WORK REQUIRED.
Scan the lines below and report each one containing "PathBuf" by copying it.

PROVIDED INFORMATION.
_ _ _ _ _

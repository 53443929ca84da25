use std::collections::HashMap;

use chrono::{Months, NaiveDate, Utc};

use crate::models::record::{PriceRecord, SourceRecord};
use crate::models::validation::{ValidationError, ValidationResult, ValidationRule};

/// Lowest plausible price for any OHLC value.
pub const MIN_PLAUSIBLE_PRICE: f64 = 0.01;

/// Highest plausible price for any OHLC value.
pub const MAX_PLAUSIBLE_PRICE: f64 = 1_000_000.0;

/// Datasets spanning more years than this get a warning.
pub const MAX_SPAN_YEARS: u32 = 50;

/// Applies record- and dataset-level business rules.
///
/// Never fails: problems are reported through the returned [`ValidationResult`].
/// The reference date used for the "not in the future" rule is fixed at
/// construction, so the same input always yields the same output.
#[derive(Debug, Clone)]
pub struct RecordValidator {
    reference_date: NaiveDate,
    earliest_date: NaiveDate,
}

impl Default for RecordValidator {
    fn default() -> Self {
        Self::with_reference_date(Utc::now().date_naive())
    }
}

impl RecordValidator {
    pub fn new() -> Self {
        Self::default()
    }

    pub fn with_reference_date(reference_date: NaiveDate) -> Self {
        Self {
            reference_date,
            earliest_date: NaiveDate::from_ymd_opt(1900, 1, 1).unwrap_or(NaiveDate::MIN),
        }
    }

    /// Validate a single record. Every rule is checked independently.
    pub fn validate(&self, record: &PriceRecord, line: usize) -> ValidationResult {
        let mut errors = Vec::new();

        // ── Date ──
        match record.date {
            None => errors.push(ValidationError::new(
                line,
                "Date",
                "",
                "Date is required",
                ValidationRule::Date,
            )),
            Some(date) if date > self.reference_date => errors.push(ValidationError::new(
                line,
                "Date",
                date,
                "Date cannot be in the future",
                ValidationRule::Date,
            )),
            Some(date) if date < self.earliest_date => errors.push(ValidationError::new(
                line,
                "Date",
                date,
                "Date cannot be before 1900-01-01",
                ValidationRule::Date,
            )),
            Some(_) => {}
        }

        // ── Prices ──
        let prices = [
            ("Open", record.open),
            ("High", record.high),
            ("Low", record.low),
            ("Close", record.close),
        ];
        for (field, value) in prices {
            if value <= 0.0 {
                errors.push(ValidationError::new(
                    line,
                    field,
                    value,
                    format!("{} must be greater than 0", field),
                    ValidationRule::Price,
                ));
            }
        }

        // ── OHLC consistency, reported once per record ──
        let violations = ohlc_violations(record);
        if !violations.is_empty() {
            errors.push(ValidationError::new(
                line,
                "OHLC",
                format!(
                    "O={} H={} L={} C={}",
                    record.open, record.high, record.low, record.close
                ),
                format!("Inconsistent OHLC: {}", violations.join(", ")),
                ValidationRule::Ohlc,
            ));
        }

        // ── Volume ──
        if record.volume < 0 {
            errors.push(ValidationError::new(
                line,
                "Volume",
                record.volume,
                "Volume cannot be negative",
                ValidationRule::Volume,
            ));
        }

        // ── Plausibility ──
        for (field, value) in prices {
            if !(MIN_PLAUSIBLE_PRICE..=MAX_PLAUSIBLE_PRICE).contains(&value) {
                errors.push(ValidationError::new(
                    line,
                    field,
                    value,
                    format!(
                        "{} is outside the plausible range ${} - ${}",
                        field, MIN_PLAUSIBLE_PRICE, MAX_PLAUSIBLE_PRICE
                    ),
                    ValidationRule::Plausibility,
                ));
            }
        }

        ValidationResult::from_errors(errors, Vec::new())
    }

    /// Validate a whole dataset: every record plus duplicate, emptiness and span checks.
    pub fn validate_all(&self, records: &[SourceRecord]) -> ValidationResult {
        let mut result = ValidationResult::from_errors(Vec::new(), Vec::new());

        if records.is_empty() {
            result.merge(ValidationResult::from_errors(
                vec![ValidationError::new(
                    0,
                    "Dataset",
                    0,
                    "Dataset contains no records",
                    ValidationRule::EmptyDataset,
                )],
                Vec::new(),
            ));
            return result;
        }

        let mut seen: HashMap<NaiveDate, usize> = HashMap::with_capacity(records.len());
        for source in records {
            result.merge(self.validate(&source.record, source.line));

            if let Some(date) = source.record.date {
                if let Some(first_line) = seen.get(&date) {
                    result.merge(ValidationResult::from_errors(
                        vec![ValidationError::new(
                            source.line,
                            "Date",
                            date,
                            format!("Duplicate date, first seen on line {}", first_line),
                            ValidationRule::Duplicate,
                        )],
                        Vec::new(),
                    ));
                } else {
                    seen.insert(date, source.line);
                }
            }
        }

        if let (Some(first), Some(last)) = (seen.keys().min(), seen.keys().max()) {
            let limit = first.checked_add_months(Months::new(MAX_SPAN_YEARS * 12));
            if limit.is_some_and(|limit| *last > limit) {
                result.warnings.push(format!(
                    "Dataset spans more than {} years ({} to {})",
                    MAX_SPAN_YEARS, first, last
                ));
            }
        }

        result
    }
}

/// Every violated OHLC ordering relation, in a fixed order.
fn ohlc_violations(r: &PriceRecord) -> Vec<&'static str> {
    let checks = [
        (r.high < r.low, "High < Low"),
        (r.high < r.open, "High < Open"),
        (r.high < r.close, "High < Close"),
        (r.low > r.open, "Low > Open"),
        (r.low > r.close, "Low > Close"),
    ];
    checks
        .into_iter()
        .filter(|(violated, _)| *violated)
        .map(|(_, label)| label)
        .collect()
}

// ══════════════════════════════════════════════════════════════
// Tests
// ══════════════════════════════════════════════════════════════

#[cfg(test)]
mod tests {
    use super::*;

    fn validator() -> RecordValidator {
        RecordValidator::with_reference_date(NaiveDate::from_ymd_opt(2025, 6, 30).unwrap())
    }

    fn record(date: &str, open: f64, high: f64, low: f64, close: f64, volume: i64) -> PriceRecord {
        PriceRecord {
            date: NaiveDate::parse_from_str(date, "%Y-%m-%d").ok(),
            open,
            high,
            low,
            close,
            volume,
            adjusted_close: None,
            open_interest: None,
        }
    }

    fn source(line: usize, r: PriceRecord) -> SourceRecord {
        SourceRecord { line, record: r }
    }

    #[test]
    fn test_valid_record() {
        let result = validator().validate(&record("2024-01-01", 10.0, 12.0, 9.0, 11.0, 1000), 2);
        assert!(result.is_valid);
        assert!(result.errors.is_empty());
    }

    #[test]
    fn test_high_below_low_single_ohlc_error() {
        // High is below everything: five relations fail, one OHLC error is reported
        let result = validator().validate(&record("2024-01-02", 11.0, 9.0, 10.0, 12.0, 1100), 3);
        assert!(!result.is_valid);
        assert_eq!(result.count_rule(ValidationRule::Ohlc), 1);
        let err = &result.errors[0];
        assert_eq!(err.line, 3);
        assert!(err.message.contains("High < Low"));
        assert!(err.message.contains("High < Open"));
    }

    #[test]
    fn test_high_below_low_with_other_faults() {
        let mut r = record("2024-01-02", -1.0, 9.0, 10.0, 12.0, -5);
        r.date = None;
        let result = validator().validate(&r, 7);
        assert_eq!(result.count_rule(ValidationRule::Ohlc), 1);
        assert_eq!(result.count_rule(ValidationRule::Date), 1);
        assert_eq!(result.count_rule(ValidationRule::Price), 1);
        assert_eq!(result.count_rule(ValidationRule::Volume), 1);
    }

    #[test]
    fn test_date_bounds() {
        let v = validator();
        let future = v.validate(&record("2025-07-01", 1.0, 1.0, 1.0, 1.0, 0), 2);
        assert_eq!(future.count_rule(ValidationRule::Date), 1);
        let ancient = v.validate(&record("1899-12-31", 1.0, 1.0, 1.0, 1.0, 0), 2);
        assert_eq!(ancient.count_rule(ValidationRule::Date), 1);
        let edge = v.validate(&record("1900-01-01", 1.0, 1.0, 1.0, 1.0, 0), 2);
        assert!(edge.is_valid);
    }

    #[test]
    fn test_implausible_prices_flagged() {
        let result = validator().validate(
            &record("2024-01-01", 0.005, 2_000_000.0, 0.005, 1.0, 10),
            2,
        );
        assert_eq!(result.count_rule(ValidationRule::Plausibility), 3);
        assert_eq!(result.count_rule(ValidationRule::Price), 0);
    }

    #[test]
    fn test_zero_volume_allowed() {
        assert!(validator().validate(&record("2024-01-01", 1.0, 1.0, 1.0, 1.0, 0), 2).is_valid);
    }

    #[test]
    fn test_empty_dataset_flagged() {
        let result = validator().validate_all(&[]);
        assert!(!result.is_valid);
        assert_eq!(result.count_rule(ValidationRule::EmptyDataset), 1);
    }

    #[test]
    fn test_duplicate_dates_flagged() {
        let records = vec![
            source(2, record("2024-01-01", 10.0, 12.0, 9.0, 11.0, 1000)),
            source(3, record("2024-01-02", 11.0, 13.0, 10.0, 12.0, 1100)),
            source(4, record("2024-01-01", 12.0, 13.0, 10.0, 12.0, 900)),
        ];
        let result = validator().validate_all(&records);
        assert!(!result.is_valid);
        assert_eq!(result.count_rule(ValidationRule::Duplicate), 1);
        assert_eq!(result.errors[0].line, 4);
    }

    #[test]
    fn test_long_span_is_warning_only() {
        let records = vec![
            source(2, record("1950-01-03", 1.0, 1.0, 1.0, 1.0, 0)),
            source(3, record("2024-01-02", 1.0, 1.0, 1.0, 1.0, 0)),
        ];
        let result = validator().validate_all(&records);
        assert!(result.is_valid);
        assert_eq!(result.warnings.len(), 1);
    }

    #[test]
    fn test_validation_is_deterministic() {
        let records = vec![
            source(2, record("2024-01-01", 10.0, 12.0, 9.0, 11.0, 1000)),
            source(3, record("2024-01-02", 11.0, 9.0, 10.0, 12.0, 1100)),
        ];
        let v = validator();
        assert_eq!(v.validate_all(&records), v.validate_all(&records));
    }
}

_ _ _ _ _

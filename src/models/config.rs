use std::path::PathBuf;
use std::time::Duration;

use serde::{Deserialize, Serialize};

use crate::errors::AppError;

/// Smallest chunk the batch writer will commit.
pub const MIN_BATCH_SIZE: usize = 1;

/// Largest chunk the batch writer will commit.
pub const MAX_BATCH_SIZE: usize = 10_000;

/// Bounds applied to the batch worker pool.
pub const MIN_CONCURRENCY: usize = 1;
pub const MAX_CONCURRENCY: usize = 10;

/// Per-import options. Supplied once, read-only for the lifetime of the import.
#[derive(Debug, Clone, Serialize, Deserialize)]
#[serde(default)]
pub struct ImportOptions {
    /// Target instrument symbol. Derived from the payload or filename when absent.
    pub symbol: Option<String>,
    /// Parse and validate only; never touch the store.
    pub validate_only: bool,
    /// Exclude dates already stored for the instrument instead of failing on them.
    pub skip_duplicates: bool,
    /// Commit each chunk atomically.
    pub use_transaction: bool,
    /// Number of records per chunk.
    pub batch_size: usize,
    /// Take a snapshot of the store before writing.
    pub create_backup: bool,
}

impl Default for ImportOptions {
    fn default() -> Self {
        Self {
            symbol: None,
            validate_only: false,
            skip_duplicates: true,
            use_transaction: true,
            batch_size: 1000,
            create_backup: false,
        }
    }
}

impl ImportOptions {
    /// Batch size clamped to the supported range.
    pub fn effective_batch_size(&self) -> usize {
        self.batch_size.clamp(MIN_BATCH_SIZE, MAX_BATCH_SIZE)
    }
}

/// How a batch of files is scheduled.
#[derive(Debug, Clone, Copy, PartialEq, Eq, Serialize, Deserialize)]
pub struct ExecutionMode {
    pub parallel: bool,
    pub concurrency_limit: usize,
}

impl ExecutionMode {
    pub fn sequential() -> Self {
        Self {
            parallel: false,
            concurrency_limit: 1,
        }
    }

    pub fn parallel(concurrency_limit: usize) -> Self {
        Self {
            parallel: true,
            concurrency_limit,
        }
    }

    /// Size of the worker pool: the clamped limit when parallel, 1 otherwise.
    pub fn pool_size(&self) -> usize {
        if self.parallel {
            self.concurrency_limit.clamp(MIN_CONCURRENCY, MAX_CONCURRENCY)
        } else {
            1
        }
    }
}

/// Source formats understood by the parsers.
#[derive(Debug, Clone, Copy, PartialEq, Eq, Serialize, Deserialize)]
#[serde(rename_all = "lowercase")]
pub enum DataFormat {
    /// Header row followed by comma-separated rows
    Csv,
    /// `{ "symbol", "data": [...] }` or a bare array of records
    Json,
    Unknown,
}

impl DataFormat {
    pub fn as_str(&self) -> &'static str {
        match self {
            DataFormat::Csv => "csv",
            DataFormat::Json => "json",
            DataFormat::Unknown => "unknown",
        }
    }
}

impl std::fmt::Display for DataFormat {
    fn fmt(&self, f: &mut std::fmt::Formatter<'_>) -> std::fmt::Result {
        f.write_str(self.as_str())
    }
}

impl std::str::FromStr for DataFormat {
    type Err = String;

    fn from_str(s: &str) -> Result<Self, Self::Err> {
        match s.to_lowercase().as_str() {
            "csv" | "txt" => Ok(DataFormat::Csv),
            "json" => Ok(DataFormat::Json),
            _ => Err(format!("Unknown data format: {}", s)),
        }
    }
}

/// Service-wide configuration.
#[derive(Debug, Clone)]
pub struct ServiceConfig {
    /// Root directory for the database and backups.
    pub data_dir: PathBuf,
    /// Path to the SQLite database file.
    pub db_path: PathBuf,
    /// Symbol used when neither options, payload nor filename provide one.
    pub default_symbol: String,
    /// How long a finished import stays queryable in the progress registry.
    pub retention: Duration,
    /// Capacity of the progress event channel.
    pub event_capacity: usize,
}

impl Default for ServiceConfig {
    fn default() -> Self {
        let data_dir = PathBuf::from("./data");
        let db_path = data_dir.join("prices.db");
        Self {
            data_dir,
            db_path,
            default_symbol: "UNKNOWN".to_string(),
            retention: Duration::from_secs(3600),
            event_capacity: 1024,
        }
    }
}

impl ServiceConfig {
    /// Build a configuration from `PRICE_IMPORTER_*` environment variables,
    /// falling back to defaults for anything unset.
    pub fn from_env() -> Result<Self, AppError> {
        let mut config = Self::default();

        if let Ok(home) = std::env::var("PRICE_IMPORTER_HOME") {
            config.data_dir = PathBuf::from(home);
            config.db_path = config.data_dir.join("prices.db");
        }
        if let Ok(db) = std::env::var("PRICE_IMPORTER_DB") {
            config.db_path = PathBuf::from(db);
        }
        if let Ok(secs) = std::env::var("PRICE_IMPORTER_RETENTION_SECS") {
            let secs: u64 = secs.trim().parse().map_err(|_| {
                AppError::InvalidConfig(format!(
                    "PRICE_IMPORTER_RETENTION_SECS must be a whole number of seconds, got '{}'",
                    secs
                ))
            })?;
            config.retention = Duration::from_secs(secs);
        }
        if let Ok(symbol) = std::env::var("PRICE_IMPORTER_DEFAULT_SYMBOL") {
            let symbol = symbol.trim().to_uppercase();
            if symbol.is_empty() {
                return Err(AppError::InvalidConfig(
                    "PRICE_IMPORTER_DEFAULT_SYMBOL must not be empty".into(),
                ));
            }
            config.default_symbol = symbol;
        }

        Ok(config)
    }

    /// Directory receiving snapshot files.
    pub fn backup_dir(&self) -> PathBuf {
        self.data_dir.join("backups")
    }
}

_ _ _ _ _

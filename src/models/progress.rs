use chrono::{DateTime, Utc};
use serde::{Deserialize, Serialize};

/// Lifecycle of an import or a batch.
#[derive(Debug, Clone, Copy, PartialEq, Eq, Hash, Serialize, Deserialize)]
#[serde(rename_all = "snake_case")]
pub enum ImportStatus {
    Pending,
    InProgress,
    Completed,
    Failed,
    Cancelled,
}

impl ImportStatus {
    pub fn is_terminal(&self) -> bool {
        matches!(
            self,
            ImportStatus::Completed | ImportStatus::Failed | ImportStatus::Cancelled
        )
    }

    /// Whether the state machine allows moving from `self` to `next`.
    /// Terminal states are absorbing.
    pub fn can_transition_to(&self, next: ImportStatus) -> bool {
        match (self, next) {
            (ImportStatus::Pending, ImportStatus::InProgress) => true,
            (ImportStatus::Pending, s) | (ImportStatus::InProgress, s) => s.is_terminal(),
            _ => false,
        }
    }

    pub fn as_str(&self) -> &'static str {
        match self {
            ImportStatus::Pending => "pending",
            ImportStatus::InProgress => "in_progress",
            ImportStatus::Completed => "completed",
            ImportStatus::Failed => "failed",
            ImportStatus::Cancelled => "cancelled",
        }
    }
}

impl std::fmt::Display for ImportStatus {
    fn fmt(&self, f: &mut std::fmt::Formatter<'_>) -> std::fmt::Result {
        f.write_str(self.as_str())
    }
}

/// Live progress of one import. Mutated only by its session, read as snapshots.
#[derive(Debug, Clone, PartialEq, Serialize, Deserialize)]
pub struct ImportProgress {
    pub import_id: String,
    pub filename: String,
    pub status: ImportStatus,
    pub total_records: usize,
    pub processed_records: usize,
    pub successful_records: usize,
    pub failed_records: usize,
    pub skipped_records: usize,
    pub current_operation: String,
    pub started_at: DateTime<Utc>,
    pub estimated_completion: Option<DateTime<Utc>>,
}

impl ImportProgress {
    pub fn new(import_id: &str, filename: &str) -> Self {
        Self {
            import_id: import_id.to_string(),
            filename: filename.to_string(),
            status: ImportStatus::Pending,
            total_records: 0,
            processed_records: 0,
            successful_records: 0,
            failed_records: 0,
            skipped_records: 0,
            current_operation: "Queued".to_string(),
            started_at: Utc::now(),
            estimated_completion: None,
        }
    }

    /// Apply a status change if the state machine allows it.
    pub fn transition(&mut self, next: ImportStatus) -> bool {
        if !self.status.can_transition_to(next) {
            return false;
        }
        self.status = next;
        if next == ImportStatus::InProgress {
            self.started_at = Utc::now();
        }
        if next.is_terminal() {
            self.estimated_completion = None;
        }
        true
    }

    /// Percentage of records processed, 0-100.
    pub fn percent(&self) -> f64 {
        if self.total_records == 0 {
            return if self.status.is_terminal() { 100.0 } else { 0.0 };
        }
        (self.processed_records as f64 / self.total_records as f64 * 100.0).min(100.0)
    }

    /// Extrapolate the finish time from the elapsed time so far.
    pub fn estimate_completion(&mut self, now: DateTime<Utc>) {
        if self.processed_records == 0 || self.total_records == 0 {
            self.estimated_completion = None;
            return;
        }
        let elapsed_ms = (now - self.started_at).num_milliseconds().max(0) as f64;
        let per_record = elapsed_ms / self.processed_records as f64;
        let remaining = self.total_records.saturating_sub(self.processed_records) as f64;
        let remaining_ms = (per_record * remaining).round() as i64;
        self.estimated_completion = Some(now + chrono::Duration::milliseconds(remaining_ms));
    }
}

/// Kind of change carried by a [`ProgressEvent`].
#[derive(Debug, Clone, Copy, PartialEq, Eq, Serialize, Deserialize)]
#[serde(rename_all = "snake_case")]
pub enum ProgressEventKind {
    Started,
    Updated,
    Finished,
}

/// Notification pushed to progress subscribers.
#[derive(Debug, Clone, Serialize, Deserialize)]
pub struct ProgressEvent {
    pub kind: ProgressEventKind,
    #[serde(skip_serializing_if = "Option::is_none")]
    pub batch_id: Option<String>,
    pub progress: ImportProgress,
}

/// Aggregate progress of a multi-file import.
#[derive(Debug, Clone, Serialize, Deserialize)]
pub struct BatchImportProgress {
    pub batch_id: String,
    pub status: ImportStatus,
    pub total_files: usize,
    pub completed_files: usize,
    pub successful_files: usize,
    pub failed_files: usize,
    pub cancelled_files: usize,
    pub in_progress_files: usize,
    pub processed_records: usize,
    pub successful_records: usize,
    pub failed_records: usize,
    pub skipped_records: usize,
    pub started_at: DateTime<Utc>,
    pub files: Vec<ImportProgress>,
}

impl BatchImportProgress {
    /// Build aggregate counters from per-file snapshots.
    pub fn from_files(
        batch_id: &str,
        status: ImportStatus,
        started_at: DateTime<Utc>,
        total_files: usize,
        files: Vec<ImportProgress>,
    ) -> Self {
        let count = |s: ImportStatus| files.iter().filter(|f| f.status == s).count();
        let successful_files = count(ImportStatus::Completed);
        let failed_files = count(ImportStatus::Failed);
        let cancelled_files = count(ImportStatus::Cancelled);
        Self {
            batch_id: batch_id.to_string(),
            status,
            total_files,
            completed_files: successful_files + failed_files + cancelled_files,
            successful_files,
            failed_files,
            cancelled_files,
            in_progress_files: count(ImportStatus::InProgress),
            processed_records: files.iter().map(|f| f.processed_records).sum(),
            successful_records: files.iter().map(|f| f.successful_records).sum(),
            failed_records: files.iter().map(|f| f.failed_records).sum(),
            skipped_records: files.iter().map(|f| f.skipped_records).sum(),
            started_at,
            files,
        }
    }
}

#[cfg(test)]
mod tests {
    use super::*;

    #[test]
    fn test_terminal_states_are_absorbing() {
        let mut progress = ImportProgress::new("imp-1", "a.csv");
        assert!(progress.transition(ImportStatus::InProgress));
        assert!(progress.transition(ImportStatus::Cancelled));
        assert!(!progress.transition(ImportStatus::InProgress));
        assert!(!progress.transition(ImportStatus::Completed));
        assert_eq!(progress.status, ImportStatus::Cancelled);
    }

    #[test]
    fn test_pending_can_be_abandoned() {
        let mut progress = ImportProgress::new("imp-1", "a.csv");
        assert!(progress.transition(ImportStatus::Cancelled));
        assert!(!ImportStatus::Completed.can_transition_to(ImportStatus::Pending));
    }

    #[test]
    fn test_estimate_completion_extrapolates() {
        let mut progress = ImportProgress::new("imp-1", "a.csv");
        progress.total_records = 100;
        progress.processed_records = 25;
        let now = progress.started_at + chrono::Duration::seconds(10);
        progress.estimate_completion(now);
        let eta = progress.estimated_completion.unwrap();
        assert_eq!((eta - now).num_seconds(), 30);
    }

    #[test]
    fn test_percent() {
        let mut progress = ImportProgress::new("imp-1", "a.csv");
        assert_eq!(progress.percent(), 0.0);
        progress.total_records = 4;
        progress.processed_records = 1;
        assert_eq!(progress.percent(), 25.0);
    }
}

_ _ _ _ _

THE COMPLETED TASK.
use std::path::PathBuf;
    pub data_dir: PathBuf,
    pub db_path: PathBuf,
        let data_dir = PathBuf::from("./data");
            config.data_dir = PathBuf::from(home);
            config.db_path = PathBuf::from(db);
    pub fn backup_dir(&self) -> PathBuf {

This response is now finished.